Wednesday, January 14, 2009

On Laissez Faire Parenting

Yesterday, I was speaking with the school social worker about several students that we both "see" on our caseloads. Late in the conversation, she said something very interesting - something that encapsulates what I and many other teachers go through: "Sometimes," she exclaimed, "I feel like I am more invested in some of these kids than their parents are."

How true.

One of the travesties of the American education system is that we often wind up educating the students in spite of parental behavior that serves to undermine what we do. When I misbehaved as a child, my parents either (a) confer with my teacher(s) to reach an suitable consequence to be enforced at school and home; or (b) beat the teacher to the punch and take care of the problem themselves.

Today, we often deal with parents who (a) aren't present enough to hold much authority over their children, (b) are more concerned with being their kids friend and advocate than being a parent, or (c) don't see the value in their child's education and, thus, don't take anything we do seriously.

As an example of the first type of parent, there are simply too many examples. Each time we have "parent/teacher conference night" at the middle-class suburban school where I teach, I am lucky to have five parents show up the entire night. They are always the same faces that showed up the previous time, and generally are parents of the "average" kids, rather than the strugglers who really need the conference. (Does anyone see the correlation? The strugglers have parents who don't show up for conferences while the "average" performers' parents are involved? I wonder if this is causation?)

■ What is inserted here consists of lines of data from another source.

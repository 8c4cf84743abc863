use async_trait::async_trait;
use cibot_awsapi_interface::types::{
    builds::{BuildRequest, BuildRequestBuilder, Buildspec, SourceType, StartedBuild},
    notifications::{
        Notification, NotificationEnvelope, PullRequestStateChangeDetail, ReferenceType,
        RepositoryStateChangeDetail,
    },
};
use shaku::{Component, HasComponent, Interface};
use tracing::info;

use super::{
    resolve_buildspec::ResolveBuildspecInterface,
    utils::{codecommit_source_location, service_role_name, DEFAULT_BUILDSPEC},
};
use crate::{markers, CoreContext, DomainError, Result};

#[cfg_attr(any(test, feature = "testkit"), mockall::automock)]
#[async_trait]
pub trait TriggerBuildInterface: Interface {
    async fn run<'a>(
        &self,
        ctx: &CoreContext<'a>,
        notification: Notification,
    ) -> Result<Option<StartedBuild>>;
}

/// Start a build for a default branch update or any pull request change.
#[derive(Component)]
#[shaku(interface = TriggerBuildInterface)]
pub(crate) struct TriggerBuild;

#[async_trait]
impl TriggerBuildInterface for TriggerBuild {
    #[tracing::instrument(skip_all, fields(kind = %notification.kind()))]
    async fn run<'a>(
        &self,
        ctx: &CoreContext<'a>,
        notification: Notification,
    ) -> Result<Option<StartedBuild>> {
        let request = match notification {
            Notification::RepositoryStateChange(envelope) => {
                match self.default_branch_request(ctx, &envelope).await? {
                    Some(request) => request,
                    None => return Ok(None),
                }
            }
            Notification::PullRequestStateChange(envelope) => {
                self.pull_request_request(ctx, &envelope).await?
            }
            other => {
                return Err(DomainError::UnexpectedNotification {
                    handler: "trigger-build",
                    kind: other.kind(),
                })
            }
        };

        info!(
            build_request = %serde_json::to_string(&request).unwrap_or_default(),
            "Starting CodeBuild build"
        );

        let build = ctx.build_service.builds_start(&request).await?;

        info!(build_arn = %build.arn, "CodeBuild build started");
        Ok(Some(build))
    }
}

impl TriggerBuild {
    async fn default_branch_request<'a>(
        &self,
        ctx: &CoreContext<'a>,
        envelope: &NotificationEnvelope<RepositoryStateChangeDetail>,
    ) -> Result<Option<BuildRequest>> {
        let repository_name = envelope.resource_name()?;
        let detail = &envelope.detail;
        let default_branch = ctx
            .repository_service
            .repositories_get_default_branch(repository_name)
            .await?;

        if detail.reference_type != ReferenceType::Branch || detail.reference_name != default_branch
        {
            info!(
                repository_name = repository_name,
                reference_type = ?detail.reference_type,
                reference_name = %detail.reference_name,
                default_branch = %default_branch,
                "Reference is not the default branch, skipping build"
            );
            return Ok(None);
        }

        Ok(Some(
            Self::base_request(
                ctx,
                &envelope.region,
                repository_name,
                Buildspec::Reference(DEFAULT_BUILDSPEC.into()),
            )
            .environment_variable(markers::COMMIT_REF_NAME, &detail.reference_name)
            .source_version(&detail.reference_name)
            .build(),
        ))
    }

    async fn pull_request_request<'a>(
        &self,
        ctx: &CoreContext<'a>,
        envelope: &NotificationEnvelope<PullRequestStateChangeDetail>,
    ) -> Result<BuildRequest> {
        let repository_name = envelope.resource_name()?;
        let detail = &envelope.detail;

        let resolve_buildspec: &dyn ResolveBuildspecInterface = ctx.core_module.resolve_ref();
        let buildspec = resolve_buildspec.run(ctx, repository_name).await?;

        Ok(
            Self::base_request(ctx, &envelope.region, repository_name, buildspec)
                .environment_variable(markers::COMMIT_REF_NAME, detail.source_branch_name())
                .environment_variable(markers::DESTINATION_COMMIT, &detail.destination_commit)
                .environment_variable(markers::PULL_REQUEST_ID, &detail.pull_request_id)
                .environment_variable(markers::SOURCE_COMMIT, &detail.source_commit)
                .source_version(&detail.source_commit)
                .build(),
        )
    }

    fn base_request(
        ctx: &CoreContext<'_>,
        region: &str,
        repository_name: &str,
        buildspec: Buildspec,
    ) -> BuildRequestBuilder {
        let mut builder = BuildRequest::builder(
            &ctx.config.build.project_name,
            SourceType::CodeCommit,
            codecommit_source_location(region, repository_name),
            buildspec,
        )
        .environment_variable(markers::REPOSITORY_NAME, repository_name);

        if let Some(role_arn) = ctx
            .config
            .build
            .customization_for(repository_name)
            .and_then(|c| c.codebuild_service_role_arn.as_deref())
        {
            builder = builder.service_role(service_role_name(role_arn));
        }

        builder
    }
}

The second type of parent - the overly ffiendly parent - is also an unfortunately all too common occurence. Sonme parents have lost control of their kids completely, like a parent I dealt with last year who has a son that refuses to attend school and a ninth-grade daughter who has been pregnant twice. She confided in me several times, in tears, that she does not know what to do with her kids, that they do not listen to anything she says, and that she finds it increasinly difficult to try with them. Of course, my question is: what did this parent do when the children were young? I suspect that she put few, if any, demands on them, instilled in them that rules were flexible, and did very little follow through. If the children do not see the parents as an authority, then I doubt authority was established when they were young and malleable.

Some parents also think that the best way to "support" their kids is to advocate for them no matter what. An English teacher recounted for me the following incident: he gave a particular student an "F" on a test because she talked throughout the testing period, ignored frequent warnings that a failure to quiet down would result in a failing grade to no avail. Instead of talking productively with the teacher, the parent came into his office with "guns blazing": "Why the f... did you give my kid a failing grade?! You're going to retract the grade or else!" The teacehr tried to explain his position, but to no avail.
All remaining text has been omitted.